● **Source data**:

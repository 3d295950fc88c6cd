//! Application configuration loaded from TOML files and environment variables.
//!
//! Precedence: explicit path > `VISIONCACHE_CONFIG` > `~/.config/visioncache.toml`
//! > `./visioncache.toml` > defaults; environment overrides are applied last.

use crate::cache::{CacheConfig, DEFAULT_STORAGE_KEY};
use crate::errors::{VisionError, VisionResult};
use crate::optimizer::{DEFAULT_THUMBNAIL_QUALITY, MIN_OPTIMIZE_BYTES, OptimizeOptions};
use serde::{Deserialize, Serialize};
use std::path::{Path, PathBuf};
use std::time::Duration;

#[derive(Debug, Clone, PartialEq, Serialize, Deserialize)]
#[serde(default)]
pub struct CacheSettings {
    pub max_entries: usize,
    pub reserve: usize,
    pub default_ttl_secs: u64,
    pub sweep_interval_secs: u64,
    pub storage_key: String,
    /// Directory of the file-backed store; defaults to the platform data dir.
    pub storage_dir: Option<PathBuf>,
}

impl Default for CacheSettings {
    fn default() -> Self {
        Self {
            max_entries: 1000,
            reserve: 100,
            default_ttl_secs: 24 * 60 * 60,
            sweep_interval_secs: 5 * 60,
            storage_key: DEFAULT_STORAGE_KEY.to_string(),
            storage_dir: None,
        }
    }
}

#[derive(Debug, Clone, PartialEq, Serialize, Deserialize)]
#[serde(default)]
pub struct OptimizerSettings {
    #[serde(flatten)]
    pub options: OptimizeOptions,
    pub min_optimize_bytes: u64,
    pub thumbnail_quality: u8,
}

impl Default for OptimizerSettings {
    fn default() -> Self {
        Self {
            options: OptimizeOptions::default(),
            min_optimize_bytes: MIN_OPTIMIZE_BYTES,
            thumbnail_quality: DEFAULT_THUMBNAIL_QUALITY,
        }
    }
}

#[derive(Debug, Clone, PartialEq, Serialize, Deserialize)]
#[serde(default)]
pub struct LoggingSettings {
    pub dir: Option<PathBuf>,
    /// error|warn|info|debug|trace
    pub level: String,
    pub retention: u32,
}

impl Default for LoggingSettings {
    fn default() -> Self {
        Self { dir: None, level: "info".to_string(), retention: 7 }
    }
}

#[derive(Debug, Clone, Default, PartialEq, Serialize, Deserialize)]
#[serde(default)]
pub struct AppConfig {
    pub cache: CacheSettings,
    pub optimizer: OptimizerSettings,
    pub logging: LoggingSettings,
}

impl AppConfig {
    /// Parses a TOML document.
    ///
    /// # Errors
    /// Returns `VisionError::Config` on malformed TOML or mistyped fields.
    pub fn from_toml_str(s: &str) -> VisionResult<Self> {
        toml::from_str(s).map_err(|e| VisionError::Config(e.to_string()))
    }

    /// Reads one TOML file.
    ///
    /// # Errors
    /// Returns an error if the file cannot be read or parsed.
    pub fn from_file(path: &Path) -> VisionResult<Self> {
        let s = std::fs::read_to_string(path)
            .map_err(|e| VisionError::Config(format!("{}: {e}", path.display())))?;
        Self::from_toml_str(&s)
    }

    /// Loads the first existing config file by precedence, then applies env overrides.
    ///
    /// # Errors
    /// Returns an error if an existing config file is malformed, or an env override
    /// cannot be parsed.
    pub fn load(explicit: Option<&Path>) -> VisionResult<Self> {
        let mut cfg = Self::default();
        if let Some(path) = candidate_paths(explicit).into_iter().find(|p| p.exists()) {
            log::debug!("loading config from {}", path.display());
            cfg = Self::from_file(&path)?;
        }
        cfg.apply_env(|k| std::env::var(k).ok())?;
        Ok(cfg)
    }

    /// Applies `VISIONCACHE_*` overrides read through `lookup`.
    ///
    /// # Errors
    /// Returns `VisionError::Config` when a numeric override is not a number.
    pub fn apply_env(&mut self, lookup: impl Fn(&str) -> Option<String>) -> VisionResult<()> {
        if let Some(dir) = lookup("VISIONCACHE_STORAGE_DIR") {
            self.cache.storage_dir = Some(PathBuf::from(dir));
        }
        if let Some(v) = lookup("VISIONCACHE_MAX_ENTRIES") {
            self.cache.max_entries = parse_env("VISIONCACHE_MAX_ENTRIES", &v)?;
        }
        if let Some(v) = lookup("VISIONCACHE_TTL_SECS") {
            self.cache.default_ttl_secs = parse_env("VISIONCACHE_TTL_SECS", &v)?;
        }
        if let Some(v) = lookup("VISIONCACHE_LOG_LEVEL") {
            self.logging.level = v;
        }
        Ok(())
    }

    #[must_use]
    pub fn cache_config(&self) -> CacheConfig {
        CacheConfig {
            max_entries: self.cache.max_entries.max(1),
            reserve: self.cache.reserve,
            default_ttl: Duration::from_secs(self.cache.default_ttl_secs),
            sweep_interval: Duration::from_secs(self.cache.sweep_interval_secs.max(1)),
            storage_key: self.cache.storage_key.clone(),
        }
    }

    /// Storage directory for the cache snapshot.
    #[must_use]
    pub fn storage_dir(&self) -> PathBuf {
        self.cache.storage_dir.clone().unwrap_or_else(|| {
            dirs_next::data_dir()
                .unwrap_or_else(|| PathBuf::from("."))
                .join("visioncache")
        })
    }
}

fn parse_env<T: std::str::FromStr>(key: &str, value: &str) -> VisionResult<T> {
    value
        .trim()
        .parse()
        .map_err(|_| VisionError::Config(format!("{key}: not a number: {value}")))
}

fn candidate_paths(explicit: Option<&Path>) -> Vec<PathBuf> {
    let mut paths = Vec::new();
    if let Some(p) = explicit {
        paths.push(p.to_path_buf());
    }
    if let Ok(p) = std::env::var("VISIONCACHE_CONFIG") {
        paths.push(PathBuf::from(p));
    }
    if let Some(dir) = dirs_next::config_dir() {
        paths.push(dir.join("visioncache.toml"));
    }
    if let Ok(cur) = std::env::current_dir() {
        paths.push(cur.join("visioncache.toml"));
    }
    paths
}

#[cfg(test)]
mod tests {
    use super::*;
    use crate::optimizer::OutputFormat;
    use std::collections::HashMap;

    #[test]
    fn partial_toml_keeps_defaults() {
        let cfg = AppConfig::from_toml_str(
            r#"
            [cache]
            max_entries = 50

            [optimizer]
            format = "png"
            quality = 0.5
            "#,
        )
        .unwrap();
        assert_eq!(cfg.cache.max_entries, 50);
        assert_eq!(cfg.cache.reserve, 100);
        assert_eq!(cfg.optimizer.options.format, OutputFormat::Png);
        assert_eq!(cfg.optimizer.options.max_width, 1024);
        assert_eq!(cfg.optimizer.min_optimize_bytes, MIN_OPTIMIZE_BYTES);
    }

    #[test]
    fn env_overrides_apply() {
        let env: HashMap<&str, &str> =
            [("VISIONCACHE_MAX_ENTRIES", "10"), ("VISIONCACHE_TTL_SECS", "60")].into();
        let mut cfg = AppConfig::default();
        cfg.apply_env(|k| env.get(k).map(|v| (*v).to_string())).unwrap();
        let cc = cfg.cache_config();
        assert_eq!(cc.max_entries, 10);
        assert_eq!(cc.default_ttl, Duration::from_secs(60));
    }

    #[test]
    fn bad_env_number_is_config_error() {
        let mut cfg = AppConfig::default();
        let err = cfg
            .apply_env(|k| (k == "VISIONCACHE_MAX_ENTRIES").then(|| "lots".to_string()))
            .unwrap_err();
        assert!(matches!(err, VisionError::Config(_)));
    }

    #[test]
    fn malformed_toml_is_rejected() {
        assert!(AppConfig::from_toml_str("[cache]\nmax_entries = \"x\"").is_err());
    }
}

● **Action item**: What is needed here is a word-for-word copy of the whole listing.

● **Output for this task**:
repository 3d295950fc88c6cd
//! Application configuration loaded from TOML files and environment variables.
//!
//! Precedence: explicit path > `VISIONCACHE_CONFIG` > `~/.config/visioncache.toml`
//! > `./visioncache.toml` > defaults; environment overrides are applied last.

use crate::cache::{CacheConfig, DEFAULT_STORAGE_KEY};
use crate::errors::{VisionError, VisionResult};
use crate::optimizer::{DEFAULT_THUMBNAIL_QUALITY, MIN_OPTIMIZE_BYTES, OptimizeOptions};
use serde::{Deserialize, Serialize};
use std::path::{Path, PathBuf};
use std::time::Duration;

#[derive(Debug, Clone, PartialEq, Serialize, Deserialize)]
#[serde(default)]
pub struct CacheSettings {
    pub max_entries: usize,
    pub reserve: usize,
    pub default_ttl_secs: u64,
    pub sweep_interval_secs: u64,
    pub storage_key: String,
    /// Directory of the file-backed store; defaults to the platform data dir.
    pub storage_dir: Option<PathBuf>,
}

impl Default for CacheSettings {
    fn default() -> Self {
        Self {
            max_entries: 1000,
            reserve: 100,
            default_ttl_secs: 24 * 60 * 60,
            sweep_interval_secs: 5 * 60,
            storage_key: DEFAULT_STORAGE_KEY.to_string(),
            storage_dir: None,
        }
    }
}

#[derive(Debug, Clone, PartialEq, Serialize, Deserialize)]
#[serde(default)]
pub struct OptimizerSettings {
    #[serde(flatten)]
    pub options: OptimizeOptions,
    pub min_optimize_bytes: u64,
    pub thumbnail_quality: u8,
}

impl Default for OptimizerSettings {
    fn default() -> Self {
        Self {
            options: OptimizeOptions::default(),
            min_optimize_bytes: MIN_OPTIMIZE_BYTES,
            thumbnail_quality: DEFAULT_THUMBNAIL_QUALITY,
        }
    }
}

#[derive(Debug, Clone, PartialEq, Serialize, Deserialize)]
#[serde(default)]
pub struct LoggingSettings {
    pub dir: Option<PathBuf>,
    /// error|warn|info|debug|trace
    pub level: String,
    pub retention: u32,
}

impl Default for LoggingSettings {
    fn default() -> Self {
        Self { dir: None, level: "info".to_string(), retention: 7 }
    }
}

#[derive(Debug, Clone, Default, PartialEq, Serialize, Deserialize)]
#[serde(default)]
pub struct AppConfig {
    pub cache: CacheSettings,
    pub optimizer: OptimizerSettings,
    pub logging: LoggingSettings,
}

impl AppConfig {
    /// Parses a TOML document.
    ///
    /// # Errors
    /// Returns `VisionError::Config` on malformed TOML or mistyped fields.
    pub fn from_toml_str(s: &str) -> VisionResult<Self> {
        toml::from_str(s).map_err(|e| VisionError::Config(e.to_string()))
    }

    /// Reads one TOML file.
    ///
    /// # Errors
    /// Returns an error if the file cannot be read or parsed.
    pub fn from_file(path: &Path) -> VisionResult<Self> {
        let s = std::fs::read_to_string(path)
            .map_err(|e| VisionError::Config(format!("{}: {e}", path.display())))?;
        Self::from_toml_str(&s)
    }

    /// Loads the first existing config file by precedence, then applies env overrides.
    ///
    /// # Errors
    /// Returns an error if an existing config file is malformed, or an env override
    /// cannot be parsed.
    pub fn load(explicit: Option<&Path>) -> VisionResult<Self> {
        let mut cfg = Self::default();
        if let Some(path) = candidate_paths(explicit).into_iter().find(|p| p.exists()) {
            log::debug!("loading config from {}", path.display());
            cfg = Self::from_file(&path)?;
        }
        cfg.apply_env(|k| std::env::var(k).ok())?;
        Ok(cfg)
    }

    /// Applies `VISIONCACHE_*` overrides read through `lookup`.
    ///
    /// # Errors
    /// Returns `VisionError::Config` when a numeric override is not a number.
    pub fn apply_env(&mut self, lookup: impl Fn(&str) -> Option<String>) -> VisionResult<()> {
        if let Some(dir) = lookup("VISIONCACHE_STORAGE_DIR") {
            self.cache.storage_dir = Some(PathBuf::from(dir));
        }
        if let Some(v) = lookup("VISIONCACHE_MAX_ENTRIES") {
            self.cache.max_entries = parse_env("VISIONCACHE_MAX_ENTRIES", &v)?;
        }
        if let Some(v) = lookup("VISIONCACHE_TTL_SECS") {
            self.cache.default_ttl_secs = parse_env("VISIONCACHE_TTL_SECS", &v)?;
        }
        if let Some(v) = lookup("VISIONCACHE_LOG_LEVEL") {
            self.logging.level = v;
        }
        Ok(())
    }

    #[must_use]
    pub fn cache_config(&self) -> CacheConfig {
        CacheConfig {
            max_entries: self.cache.max_entries.max(1),
            reserve: self.cache.reserve,
            default_ttl: Duration::from_secs(self.cache.default_ttl_secs),
            sweep_interval: Duration::from_secs(self.cache.sweep_interval_secs.max(1)),
            storage_key: self.cache.storage_key.clone(),
        }
    }

    /// Storage directory for the cache snapshot.
    #[must_use]
    pub fn storage_dir(&self) -> PathBuf {
        self.cache.storage_dir.clone().unwrap_or_else(|| {
            dirs_next::data_dir()
                .unwrap_or_else(|| PathBuf::from("."))
                .join("visioncache")
        })
    }
}

fn parse_env<T: std::str::FromStr>(key: &str, value: &str) -> VisionResult<T> {
    value
        .trim()
        .parse()
        .map_err(|_| VisionError::Config(format!("{key}: not a number: {value}")))
}

fn candidate_paths(explicit: Option<&Path>) -> Vec<PathBuf> {
    let mut paths = Vec::new();
    if let Some(p) = explicit {
        paths.push(p.to_path_buf());
    }
    if let Ok(p) = std::env::var("VISIONCACHE_CONFIG") {
        paths.push(PathBuf::from(p));
    }
    if let Some(dir) = dirs_next::config_dir() {
        paths.push(dir.join("visioncache.toml"));
    }
    if let Ok(cur) = std::env::current_dir() {
        paths.push(cur.join("visioncache.toml"));
    }
    paths
}

#[cfg(test)]
mod tests {
    use super::*;
    use crate::optimizer::OutputFormat;
    use std::collections::HashMap;

    #[test]
    fn partial_toml_keeps_defaults() {
        let cfg = AppConfig::from_toml_str(
            r#"
            [cache]
            max_entries = 50

            [optimizer]
            format = "png"
            quality = 0.5
            "#,
        )
        .unwrap();
        assert_eq!(cfg.cache.max_entries, 50);
        assert_eq!(cfg.cache.reserve, 100);
        assert_eq!(cfg.optimizer.options.format, OutputFormat::Png);
        assert_eq!(cfg.optimizer.options.max_width, 1024);
        assert_eq!(cfg.optimizer.min_optimize_bytes, MIN_OPTIMIZE_BYTES);
    }

    #[test]
    fn env_overrides_apply() {
        let env: HashMap<&str, &str> =
            [("VISIONCACHE_MAX_ENTRIES", "10"), ("VISIONCACHE_TTL_SECS", "60")].into();
        let mut cfg = AppConfig::default();
        cfg.apply_env(|k| env.get(k).map(|v| (*v).to_string())).unwrap();
        let cc = cfg.cache_config();
        assert_eq!(cc.max_entries, 10);
        assert_eq!(cc.default_ttl, Duration::from_secs(60));
    }

    #[test]
    fn bad_env_number_is_config_error() {
        let mut cfg = AppConfig::default();
        let err = cfg
            .apply_env(|k| (k == "VISIONCACHE_MAX_ENTRIES").then(|| "lots".to_string()))
            .unwrap_err();
        assert!(matches!(err, VisionError::Config(_)));
    }

    #[test]
    fn malformed_toml_is_rejected() {
        assert!(AppConfig::from_toml_str("[cache]\nmax_entries = \"x\"").is_err());
    }
}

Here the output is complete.